Collected data:
#####

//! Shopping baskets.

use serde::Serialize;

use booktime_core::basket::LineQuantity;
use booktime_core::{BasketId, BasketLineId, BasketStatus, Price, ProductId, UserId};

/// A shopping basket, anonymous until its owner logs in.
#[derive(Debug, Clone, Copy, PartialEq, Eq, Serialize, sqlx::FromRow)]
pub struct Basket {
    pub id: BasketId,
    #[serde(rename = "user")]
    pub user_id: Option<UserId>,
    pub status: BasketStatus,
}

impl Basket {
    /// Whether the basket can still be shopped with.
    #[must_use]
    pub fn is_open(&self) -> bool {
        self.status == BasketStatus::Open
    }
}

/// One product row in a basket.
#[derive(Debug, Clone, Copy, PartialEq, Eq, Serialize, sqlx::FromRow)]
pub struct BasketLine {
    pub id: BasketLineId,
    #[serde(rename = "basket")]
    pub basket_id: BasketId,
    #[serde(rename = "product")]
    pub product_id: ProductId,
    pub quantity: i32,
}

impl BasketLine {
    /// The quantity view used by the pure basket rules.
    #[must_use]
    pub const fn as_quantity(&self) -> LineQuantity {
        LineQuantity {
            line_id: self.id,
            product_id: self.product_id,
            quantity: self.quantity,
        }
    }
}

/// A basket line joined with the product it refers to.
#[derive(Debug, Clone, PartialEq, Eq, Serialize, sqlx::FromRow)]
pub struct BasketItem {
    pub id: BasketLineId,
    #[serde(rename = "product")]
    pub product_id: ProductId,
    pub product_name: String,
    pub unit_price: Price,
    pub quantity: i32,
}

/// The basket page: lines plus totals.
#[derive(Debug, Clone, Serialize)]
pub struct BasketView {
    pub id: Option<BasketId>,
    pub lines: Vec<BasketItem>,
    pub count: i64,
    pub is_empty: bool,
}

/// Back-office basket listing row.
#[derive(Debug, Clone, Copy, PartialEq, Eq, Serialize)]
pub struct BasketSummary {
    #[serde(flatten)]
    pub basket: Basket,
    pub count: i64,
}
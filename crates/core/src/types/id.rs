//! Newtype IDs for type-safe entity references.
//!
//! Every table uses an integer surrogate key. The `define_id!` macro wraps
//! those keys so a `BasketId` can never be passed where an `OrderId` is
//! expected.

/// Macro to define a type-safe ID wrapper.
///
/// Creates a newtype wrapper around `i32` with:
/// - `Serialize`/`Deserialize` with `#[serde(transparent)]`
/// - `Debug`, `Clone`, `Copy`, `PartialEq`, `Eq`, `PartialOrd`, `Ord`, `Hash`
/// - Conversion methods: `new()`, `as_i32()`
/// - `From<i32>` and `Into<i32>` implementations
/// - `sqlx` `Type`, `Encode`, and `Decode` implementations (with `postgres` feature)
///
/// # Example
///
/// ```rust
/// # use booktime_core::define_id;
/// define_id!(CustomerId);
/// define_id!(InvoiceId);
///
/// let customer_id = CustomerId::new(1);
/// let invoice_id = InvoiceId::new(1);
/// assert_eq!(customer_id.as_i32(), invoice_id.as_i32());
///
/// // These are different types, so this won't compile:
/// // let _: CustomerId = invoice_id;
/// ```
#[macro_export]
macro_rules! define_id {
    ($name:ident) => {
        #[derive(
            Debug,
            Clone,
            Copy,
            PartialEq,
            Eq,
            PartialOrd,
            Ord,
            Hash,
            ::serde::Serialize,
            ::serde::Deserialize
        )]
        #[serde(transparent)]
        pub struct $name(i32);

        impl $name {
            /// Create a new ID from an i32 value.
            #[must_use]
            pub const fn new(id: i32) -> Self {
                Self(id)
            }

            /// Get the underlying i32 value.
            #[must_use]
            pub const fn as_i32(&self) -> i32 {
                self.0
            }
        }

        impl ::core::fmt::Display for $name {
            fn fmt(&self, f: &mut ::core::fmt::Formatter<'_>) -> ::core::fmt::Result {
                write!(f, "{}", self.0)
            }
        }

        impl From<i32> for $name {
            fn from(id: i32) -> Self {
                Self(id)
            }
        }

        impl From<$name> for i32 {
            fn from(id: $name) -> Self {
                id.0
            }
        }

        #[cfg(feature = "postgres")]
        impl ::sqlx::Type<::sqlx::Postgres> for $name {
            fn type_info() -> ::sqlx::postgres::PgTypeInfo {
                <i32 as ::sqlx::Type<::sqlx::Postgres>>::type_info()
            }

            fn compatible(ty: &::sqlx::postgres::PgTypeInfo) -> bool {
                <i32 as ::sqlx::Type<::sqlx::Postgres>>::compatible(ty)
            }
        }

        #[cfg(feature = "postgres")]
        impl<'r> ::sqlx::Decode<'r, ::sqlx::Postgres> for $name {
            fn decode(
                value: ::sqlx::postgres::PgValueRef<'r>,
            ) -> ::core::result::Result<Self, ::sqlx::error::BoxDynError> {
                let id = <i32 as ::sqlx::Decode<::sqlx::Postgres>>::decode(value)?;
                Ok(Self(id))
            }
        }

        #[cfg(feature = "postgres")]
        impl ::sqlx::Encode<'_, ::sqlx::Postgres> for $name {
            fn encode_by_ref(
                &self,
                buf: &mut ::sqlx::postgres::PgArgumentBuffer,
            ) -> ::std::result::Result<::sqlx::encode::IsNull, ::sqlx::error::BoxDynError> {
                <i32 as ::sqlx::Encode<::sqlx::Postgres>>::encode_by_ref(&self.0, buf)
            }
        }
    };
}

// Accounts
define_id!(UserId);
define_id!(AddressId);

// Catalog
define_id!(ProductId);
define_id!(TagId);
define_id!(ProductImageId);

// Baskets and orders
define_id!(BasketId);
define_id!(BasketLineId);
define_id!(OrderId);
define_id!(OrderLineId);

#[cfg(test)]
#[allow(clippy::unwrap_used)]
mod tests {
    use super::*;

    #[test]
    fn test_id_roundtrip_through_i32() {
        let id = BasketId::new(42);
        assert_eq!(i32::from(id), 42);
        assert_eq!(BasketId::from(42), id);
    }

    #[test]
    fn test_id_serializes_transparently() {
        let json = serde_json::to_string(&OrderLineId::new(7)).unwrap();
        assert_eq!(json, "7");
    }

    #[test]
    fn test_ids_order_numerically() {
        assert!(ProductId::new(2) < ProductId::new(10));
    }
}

#####

What you should do
Would you filter the records and copy out each line containing "lines"?

Exercise solution
/// The basket page: lines plus totals.
    pub lines: Vec<BasketItem>,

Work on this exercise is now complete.